*** Begin section ***

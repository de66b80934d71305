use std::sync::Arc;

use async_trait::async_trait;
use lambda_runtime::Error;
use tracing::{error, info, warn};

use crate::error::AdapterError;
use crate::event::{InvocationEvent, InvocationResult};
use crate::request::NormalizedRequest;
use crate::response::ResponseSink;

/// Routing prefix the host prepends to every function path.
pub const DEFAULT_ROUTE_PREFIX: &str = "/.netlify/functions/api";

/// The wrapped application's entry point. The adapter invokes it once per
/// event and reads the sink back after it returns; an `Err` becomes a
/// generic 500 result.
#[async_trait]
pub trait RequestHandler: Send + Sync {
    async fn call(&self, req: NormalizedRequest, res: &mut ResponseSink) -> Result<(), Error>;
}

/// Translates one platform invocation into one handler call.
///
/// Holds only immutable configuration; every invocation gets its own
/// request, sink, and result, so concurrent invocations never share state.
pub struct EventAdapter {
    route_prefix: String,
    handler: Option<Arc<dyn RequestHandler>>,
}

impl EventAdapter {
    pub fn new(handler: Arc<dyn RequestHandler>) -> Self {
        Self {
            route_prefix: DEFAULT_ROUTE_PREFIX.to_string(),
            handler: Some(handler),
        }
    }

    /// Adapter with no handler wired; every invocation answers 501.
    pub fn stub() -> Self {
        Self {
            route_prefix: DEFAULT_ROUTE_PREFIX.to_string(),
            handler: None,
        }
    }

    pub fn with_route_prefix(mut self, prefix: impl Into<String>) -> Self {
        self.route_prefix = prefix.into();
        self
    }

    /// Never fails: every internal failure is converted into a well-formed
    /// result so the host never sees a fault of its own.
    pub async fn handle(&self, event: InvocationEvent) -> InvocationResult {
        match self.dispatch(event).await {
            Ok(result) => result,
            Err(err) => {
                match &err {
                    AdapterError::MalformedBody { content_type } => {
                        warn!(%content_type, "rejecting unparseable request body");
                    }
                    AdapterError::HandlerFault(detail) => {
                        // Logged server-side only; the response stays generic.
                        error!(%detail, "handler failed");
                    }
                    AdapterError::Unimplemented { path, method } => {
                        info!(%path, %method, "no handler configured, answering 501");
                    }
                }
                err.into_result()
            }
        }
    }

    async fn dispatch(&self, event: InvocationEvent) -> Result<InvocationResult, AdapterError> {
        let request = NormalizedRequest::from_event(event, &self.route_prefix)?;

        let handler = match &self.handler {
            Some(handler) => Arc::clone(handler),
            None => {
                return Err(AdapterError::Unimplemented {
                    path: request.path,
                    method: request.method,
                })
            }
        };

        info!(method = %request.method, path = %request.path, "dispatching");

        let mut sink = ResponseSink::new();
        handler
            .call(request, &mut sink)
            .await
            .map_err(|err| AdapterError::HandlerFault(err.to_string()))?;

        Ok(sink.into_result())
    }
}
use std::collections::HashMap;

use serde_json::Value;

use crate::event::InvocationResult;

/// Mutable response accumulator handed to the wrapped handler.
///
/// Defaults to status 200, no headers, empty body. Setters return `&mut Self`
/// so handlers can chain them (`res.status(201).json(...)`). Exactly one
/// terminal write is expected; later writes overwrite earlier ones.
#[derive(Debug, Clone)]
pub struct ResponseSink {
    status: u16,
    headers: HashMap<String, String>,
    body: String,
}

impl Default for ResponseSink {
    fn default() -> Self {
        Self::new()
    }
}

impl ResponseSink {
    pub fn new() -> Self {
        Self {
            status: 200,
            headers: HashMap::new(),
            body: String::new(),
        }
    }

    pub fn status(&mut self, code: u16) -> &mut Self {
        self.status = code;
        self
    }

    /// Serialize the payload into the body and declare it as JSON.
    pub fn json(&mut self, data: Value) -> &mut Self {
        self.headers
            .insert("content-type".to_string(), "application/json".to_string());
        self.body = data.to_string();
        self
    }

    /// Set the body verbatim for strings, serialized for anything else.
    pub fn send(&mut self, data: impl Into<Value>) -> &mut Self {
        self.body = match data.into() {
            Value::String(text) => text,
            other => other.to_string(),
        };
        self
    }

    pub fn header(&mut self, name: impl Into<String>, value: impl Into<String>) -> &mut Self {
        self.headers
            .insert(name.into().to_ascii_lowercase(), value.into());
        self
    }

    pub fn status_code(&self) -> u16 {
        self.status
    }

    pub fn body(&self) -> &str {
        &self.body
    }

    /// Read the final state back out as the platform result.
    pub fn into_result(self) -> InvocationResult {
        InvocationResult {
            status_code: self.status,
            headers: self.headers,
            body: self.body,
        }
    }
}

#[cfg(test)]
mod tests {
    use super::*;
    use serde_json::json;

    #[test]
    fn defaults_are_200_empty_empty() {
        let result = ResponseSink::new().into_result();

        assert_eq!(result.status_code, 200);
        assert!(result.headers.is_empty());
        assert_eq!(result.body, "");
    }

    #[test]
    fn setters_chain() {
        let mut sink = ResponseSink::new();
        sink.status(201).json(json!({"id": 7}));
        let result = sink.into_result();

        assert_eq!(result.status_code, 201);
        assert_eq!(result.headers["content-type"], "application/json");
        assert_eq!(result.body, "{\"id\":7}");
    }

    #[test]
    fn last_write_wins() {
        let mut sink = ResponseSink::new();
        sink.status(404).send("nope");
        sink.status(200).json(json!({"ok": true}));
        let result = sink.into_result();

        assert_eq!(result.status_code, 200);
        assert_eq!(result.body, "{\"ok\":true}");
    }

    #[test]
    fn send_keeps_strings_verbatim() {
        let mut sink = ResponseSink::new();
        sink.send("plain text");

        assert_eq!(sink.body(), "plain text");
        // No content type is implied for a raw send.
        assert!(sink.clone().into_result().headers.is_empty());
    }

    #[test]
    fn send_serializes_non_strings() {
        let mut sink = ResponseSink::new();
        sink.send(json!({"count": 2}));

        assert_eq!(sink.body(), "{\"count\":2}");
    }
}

*** End section ***

Activity » In full and without change, transcribe the entries.

Response below »
repository de66b80934d71305
use std::sync::Arc;

use async_trait::async_trait;
use lambda_runtime::Error;
use tracing::{error, info, warn};

use crate::error::AdapterError;
use crate::event::{InvocationEvent, InvocationResult};
use crate::request::NormalizedRequest;
use crate::response::ResponseSink;

/// Routing prefix the host prepends to every function path.
pub const DEFAULT_ROUTE_PREFIX: &str = "/.netlify/functions/api";

/// The wrapped application's entry point. The adapter invokes it once per
/// event and reads the sink back after it returns; an `Err` becomes a
/// generic 500 result.
#[async_trait]
pub trait RequestHandler: Send + Sync {
    async fn call(&self, req: NormalizedRequest, res: &mut ResponseSink) -> Result<(), Error>;
}

/// Translates one platform invocation into one handler call.
///
/// Holds only immutable configuration; every invocation gets its own
/// request, sink, and result, so concurrent invocations never share state.
pub struct EventAdapter {
    route_prefix: String,
    handler: Option<Arc<dyn RequestHandler>>,
}

impl EventAdapter {
    pub fn new(handler: Arc<dyn RequestHandler>) -> Self {
        Self {
            route_prefix: DEFAULT_ROUTE_PREFIX.to_string(),
            handler: Some(handler),
        }
    }

    /// Adapter with no handler wired; every invocation answers 501.
    pub fn stub() -> Self {
        Self {
            route_prefix: DEFAULT_ROUTE_PREFIX.to_string(),
            handler: None,
        }
    }

    pub fn with_route_prefix(mut self, prefix: impl Into<String>) -> Self {
        self.route_prefix = prefix.into();
        self
    }

    /// Never fails: every internal failure is converted into a well-formed
    /// result so the host never sees a fault of its own.
    pub async fn handle(&self, event: InvocationEvent) -> InvocationResult {
        match self.dispatch(event).await {
            Ok(result) => result,
            Err(err) => {
                match &err {
                    AdapterError::MalformedBody { content_type } => {
                        warn!(%content_type, "rejecting unparseable request body");
                    }
                    AdapterError::HandlerFault(detail) => {
                        // Logged server-side only; the response stays generic.
                        error!(%detail, "handler failed");
                    }
                    AdapterError::Unimplemented { path, method } => {
                        info!(%path, %method, "no handler configured, answering 501");
                    }
                }
                err.into_result()
            }
        }
    }

    async fn dispatch(&self, event: InvocationEvent) -> Result<InvocationResult, AdapterError> {
        let request = NormalizedRequest::from_event(event, &self.route_prefix)?;

        let handler = match &self.handler {
            Some(handler) => Arc::clone(handler),
            None => {
                return Err(AdapterError::Unimplemented {
                    path: request.path,
                    method: request.method,
                })
            }
        };

        info!(method = %request.method, path = %request.path, "dispatching");

        let mut sink = ResponseSink::new();
        handler
            .call(request, &mut sink)
            .await
            .map_err(|err| AdapterError::HandlerFault(err.to_string()))?;

        Ok(sink.into_result())
    }
}
use std::collections::HashMap;

use serde_json::Value;

use crate::event::InvocationResult;

/// Mutable response accumulator handed to the wrapped handler.
///
/// Defaults to status 200, no headers, empty body. Setters return `&mut Self`
/// so handlers can chain them (`res.status(201).json(...)`). Exactly one
/// terminal write is expected; later writes overwrite earlier ones.
#[derive(Debug, Clone)]
pub struct ResponseSink {
    status: u16,
    headers: HashMap<String, String>,
    body: String,
}

impl Default for ResponseSink {
    fn default() -> Self {
        Self::new()
    }
}

impl ResponseSink {
    pub fn new() -> Self {
        Self {
            status: 200,
            headers: HashMap::new(),
            body: String::new(),
        }
    }

    pub fn status(&mut self, code: u16) -> &mut Self {
        self.status = code;
        self
    }

    /// Serialize the payload into the body and declare it as JSON.
    pub fn json(&mut self, data: Value) -> &mut Self {
        self.headers
            .insert("content-type".to_string(), "application/json".to_string());
        self.body = data.to_string();
        self
    }

    /// Set the body verbatim for strings, serialized for anything else.
    pub fn send(&mut self, data: impl Into<Value>) -> &mut Self {
        self.body = match data.into() {
            Value::String(text) => text,
            other => other.to_string(),
        };
        self
    }

    pub fn header(&mut self, name: impl Into<String>, value: impl Into<String>) -> &mut Self {
        self.headers
            .insert(name.into().to_ascii_lowercase(), value.into());
        self
    }

    pub fn status_code(&self) -> u16 {
        self.status
    }

    pub fn body(&self) -> &str {
        &self.body
    }

    /// Read the final state back out as the platform result.
    pub fn into_result(self) -> InvocationResult {
        InvocationResult {
            status_code: self.status,
            headers: self.headers,
            body: self.body,
        }
    }
}

#[cfg(test)]
mod tests {
    use super::*;
    use serde_json::json;

    #[test]
    fn defaults_are_200_empty_empty() {
        let result = ResponseSink::new().into_result();

        assert_eq!(result.status_code, 200);
        assert!(result.headers.is_empty());
        assert_eq!(result.body, "");
    }

    #[test]
    fn setters_chain() {
        let mut sink = ResponseSink::new();
        sink.status(201).json(json!({"id": 7}));
        let result = sink.into_result();

        assert_eq!(result.status_code, 201);
        assert_eq!(result.headers["content-type"], "application/json");
        assert_eq!(result.body, "{\"id\":7}");
    }

    #[test]
    fn last_write_wins() {
        let mut sink = ResponseSink::new();
        sink.status(404).send("nope");
        sink.status(200).json(json!({"ok": true}));
        let result = sink.into_result();

        assert_eq!(result.status_code, 200);
        assert_eq!(result.body, "{\"ok\":true}");
    }

    #[test]
    fn send_keeps_strings_verbatim() {
        let mut sink = ResponseSink::new();
        sink.send("plain text");

        assert_eq!(sink.body(), "plain text");
        // No content type is implied for a raw send.
        assert!(sink.clone().into_result().headers.is_empty());
    }

    #[test]
    fn send_serializes_non_strings() {
        let mut sink = ResponseSink::new();
        sink.send(json!({"count": 2}));

        assert_eq!(sink.body(), "{\"count\":2}");
    }
}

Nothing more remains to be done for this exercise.